We hired an engineer out of Amazon AWS at a previous company.
Whenever one of our cloud services went down, he would go to great lengths to not update our status dashboard. When we finally forced him to update the status page, he would only change it to yellow and write vague updates about how service might be degraded for some customers. He flat out refused to ever admit that the cloud services were down.
After some digging, he told us that admitting your services were down was considered a death sentence for your job at his previous team at Amazon. He was so scarred from the experience that he refused to ever take responsibility for outages. Ultimately, we had to put someone else in charge of updating the status page because he just couldn't be trusted.
FWIW, I have other friends who work on different teams at Amazon who have not had such bad experiences.

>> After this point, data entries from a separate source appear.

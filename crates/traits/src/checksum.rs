//! Non-cryptographic checksum traits.
//!
//! - **Streaming**: incremental updates for large data
//! - **Parallelism**: combine operation for chunks checksummed independently
//! - **Verification**: compare against an expected value with a typed error

use core::fmt::{Debug, LowerHex};

use crate::error::ChecksumMismatch;

/// Non-cryptographic checksum algorithm.
///
/// # Usage
///
/// ```rust,ignore
/// use crcfold::{Checksum, Crc32};
///
/// // One-shot (fastest for data already in memory)
/// let crc = Crc32::checksum(b"hello world");
///
/// // Streaming (for incremental or large data)
/// let mut hasher = Crc32::new();
/// hasher.update(b"hello ");
/// hasher.update(b"world");
/// assert_eq!(hasher.finalize(), crc);
/// ```
///
/// # Implementor Requirements
///
/// - `new()` must return the same state as `Default::default()`
/// - `finalize()` must be idempotent (calling multiple times returns same value)
/// - `reset()` must restore the hasher to its initial state
pub trait Checksum: Clone + Default {
  /// Output size in bytes (4 for CRC-32).
  const OUTPUT_SIZE: usize;

  /// The checksum output type.
  type Output: Copy + Eq + Debug + Default + LowerHex;

  /// Create a new hasher with the default initial value.
  #[must_use]
  fn new() -> Self;

  /// Create a new hasher with a custom initial value.
  #[must_use]
  fn with_initial(initial: Self::Output) -> Self;

  /// Update the hasher with additional data.
  fn update(&mut self, data: &[u8]);

  /// Update the hasher with multiple non-contiguous buffers.
  ///
  /// Identical to calling [`update`](Self::update) on each buffer in order.
  #[inline]
  fn update_vectored(&mut self, bufs: &[&[u8]]) {
    for buf in bufs {
      self.update(buf);
    }
  }

  /// Update the hasher with `std::io::IoSlice` buffers.
  #[cfg(feature = "std")]
  #[inline]
  fn update_io_slices(&mut self, bufs: &[std::io::IoSlice<'_>]) {
    for buf in bufs {
      self.update(buf);
    }
  }

  /// Finalize and return the checksum.
  ///
  /// Does not consume the hasher; further updates continue from the same state.
  #[must_use]
  fn finalize(&self) -> Self::Output;

  /// Reset the hasher to its initial state.
  fn reset(&mut self);

  /// Compute the checksum of data in one shot.
  #[inline]
  #[must_use]
  fn checksum(data: &[u8]) -> Self::Output {
    let mut h = Self::new();
    h.update(data);
    h.finalize()
  }

  /// Compute the checksum of multiple buffers in one shot.
  #[inline]
  #[must_use]
  fn checksum_vectored(bufs: &[&[u8]]) -> Self::Output {
    let mut h = Self::new();
    h.update_vectored(bufs);
    h.finalize()
  }

  /// Check `data` against an expected checksum.
  ///
  /// # Errors
  ///
  /// Returns [`ChecksumMismatch`] carrying both values when they differ.
  #[inline]
  fn verify(data: &[u8], expected: Self::Output) -> Result<(), ChecksumMismatch<Self::Output>> {
    let computed = Self::checksum(data);
    if computed == expected {
      Ok(())
    } else {
      Err(ChecksumMismatch::new(expected, computed))
    }
  }
}

/// Checksums that support parallel computation via combination.
///
/// The combine operation computes `crc(A || B)` from `crc(A)`, `crc(B)`, and `len(B)`
/// in O(log n) time:
///
/// ```text
/// crc(A || B) = crc(A) * x^(8*len(B)) mod G(x) XOR crc(B)
/// ```
///
/// (with the init/xorout terms cancelling out for standard CRCs).
pub trait ChecksumCombine: Checksum {
  /// Given `crc_a = crc(A)` and `crc_b = crc(B)`, computes `crc(A || B)`.
  #[must_use]
  fn combine(crc_a: Self::Output, crc_b: Self::Output, len_b: usize) -> Self::Output;
}

#[cfg(test)]
mod tests {
  use super::*;

  /// Additive byte sum, enough to exercise the provided methods.
  #[derive(Clone, Default)]
  struct Sum(u8);

  impl Checksum for Sum {
    const OUTPUT_SIZE: usize = 1;
    type Output = u8;

    fn new() -> Self {
      Self(0)
    }

    fn with_initial(initial: u8) -> Self {
      Self(initial)
    }

    fn update(&mut self, data: &[u8]) {
      for &b in data {
        self.0 = self.0.wrapping_add(b);
      }
    }

    fn finalize(&self) -> u8 {
      self.0
    }

    fn reset(&mut self) {
      self.0 = 0;
    }
  }

  #[test]
  fn vectored_matches_contiguous() {
    assert_eq!(Sum::checksum_vectored(&[b"ab", b"", b"c"]), Sum::checksum(b"abc"));
  }

  #[test]
  #[cfg(feature = "std")]
  fn io_slices_match_contiguous() {
    let bufs = [std::io::IoSlice::new(b"ab"), std::io::IoSlice::new(b"c")];
    let mut h = Sum::new();
    h.update_io_slices(&bufs);
    assert_eq!(h.finalize(), Sum::checksum(b"abc"));
  }

  #[test]
  fn verify_reports_both_values() {
    assert_eq!(Sum::verify(&[1, 2], 3), Ok(()));
    let err = Sum::verify(&[1, 2], 4).unwrap_err();
    assert_eq!((err.expected(), err.computed()), (4, 3));
  }
}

Have worked at AWS before, and I can attest to this. Whenever we had an outage, our director and senior manager would take a call on whether to update the dashboard or not.
Having 'red' dashboard catches lot of eyes, so people responsible for making this decision always look at it from political point of view.
As a dev oncall, we used to get 20 sev2s per day (an oncall ticket which needs to be handled within 15 mins) so most of the time things are broken, its just that its not visible to external customers through dashboard.
No idea what happens on AWS as I don't work there, but I have another perspective on this.
There are perverse incentives to NOT update your status dashboard. Once I was asked by management to _take our status dashboard down_ . That sounded backwards, so I dug a bit more.
Turns out our competitor was using our status dashboard as ammo against us in their sales pitch. Their claim was that we had too many issues and were unreliable.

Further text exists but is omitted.